▶ **REQUIRED WORK**
Please return each of the entries below exactly as they appear.

^^^^^^^^

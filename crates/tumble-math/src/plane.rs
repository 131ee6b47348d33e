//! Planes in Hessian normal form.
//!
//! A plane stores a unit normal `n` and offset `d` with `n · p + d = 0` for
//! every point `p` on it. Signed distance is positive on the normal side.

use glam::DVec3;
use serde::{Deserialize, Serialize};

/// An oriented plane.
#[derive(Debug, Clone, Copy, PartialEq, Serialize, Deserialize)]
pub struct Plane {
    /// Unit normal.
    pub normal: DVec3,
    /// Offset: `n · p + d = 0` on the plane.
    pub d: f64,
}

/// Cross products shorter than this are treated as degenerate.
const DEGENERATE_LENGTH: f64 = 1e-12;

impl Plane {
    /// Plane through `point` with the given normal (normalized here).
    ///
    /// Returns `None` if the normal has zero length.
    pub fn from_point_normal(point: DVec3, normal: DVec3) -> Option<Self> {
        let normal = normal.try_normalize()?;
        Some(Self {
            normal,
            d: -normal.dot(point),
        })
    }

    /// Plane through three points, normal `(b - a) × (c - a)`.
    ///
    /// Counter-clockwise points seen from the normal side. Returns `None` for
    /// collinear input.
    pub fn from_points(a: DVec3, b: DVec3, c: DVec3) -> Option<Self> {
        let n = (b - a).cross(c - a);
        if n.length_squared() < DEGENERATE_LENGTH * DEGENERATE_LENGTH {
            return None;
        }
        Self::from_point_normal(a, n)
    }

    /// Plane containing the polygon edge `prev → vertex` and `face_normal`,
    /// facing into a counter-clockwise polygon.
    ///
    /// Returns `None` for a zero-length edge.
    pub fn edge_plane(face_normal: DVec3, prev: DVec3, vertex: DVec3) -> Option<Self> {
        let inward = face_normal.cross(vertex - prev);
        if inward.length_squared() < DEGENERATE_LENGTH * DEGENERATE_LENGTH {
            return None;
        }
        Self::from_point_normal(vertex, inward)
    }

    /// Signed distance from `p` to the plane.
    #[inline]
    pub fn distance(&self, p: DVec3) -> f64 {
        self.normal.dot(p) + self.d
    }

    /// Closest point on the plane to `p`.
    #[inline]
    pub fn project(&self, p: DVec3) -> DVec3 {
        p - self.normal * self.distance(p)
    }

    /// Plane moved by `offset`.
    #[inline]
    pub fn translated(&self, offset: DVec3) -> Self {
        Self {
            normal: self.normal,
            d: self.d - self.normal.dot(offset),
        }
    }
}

^^^^^^^^

▶ **TASK RESULT**
filename crates/tumble-math/src/plane.rs
repository 131ee6b47348d33e
//! Planes in Hessian normal form.
//!
//! A plane stores a unit normal `n` and offset `d` with `n · p + d = 0` for
//! every point `p` on it. Signed distance is positive on the normal side.

use glam::DVec3;
use serde::{Deserialize, Serialize};

/// An oriented plane.
#[derive(Debug, Clone, Copy, PartialEq, Serialize, Deserialize)]
pub struct Plane {
    /// Unit normal.
    pub normal: DVec3,
    /// Offset: `n · p + d = 0` on the plane.
    pub d: f64,
}

/// Cross products shorter than this are treated as degenerate.
const DEGENERATE_LENGTH: f64 = 1e-12;

impl Plane {
    /// Plane through `point` with the given normal (normalized here).
    ///
    /// Returns `None` if the normal has zero length.
    pub fn from_point_normal(point: DVec3, normal: DVec3) -> Option<Self> {
        let normal = normal.try_normalize()?;
        Some(Self {
            normal,
            d: -normal.dot(point),
        })
    }

    /// Plane through three points, normal `(b - a) × (c - a)`.
    ///
    /// Counter-clockwise points seen from the normal side. Returns `None` for
    /// collinear input.
    pub fn from_points(a: DVec3, b: DVec3, c: DVec3) -> Option<Self> {
        let n = (b - a).cross(c - a);
        if n.length_squared() < DEGENERATE_LENGTH * DEGENERATE_LENGTH {
            return None;
        }
        Self::from_point_normal(a, n)
    }

    /// Plane containing the polygon edge `prev → vertex` and `face_normal`,
    /// facing into a counter-clockwise polygon.
    ///
    /// Returns `None` for a zero-length edge.
    pub fn edge_plane(face_normal: DVec3, prev: DVec3, vertex: DVec3) -> Option<Self> {
        let inward = face_normal.cross(vertex - prev);
        if inward.length_squared() < DEGENERATE_LENGTH * DEGENERATE_LENGTH {
            return None;
        }
        Self::from_point_normal(vertex, inward)
    }

    /// Signed distance from `p` to the plane.
    #[inline]
    pub fn distance(&self, p: DVec3) -> f64 {
        self.normal.dot(p) + self.d
    }

    /// Closest point on the plane to `p`.
    #[inline]
    pub fn project(&self, p: DVec3) -> DVec3 {
        p - self.normal * self.distance(p)
    }

    /// Plane moved by `offset`.
    #[inline]
    pub fn translated(&self, offset: DVec3) -> Self {
        Self {
            normal: self.normal,
            d: self.d - self.normal.dot(offset),
        }
    }
}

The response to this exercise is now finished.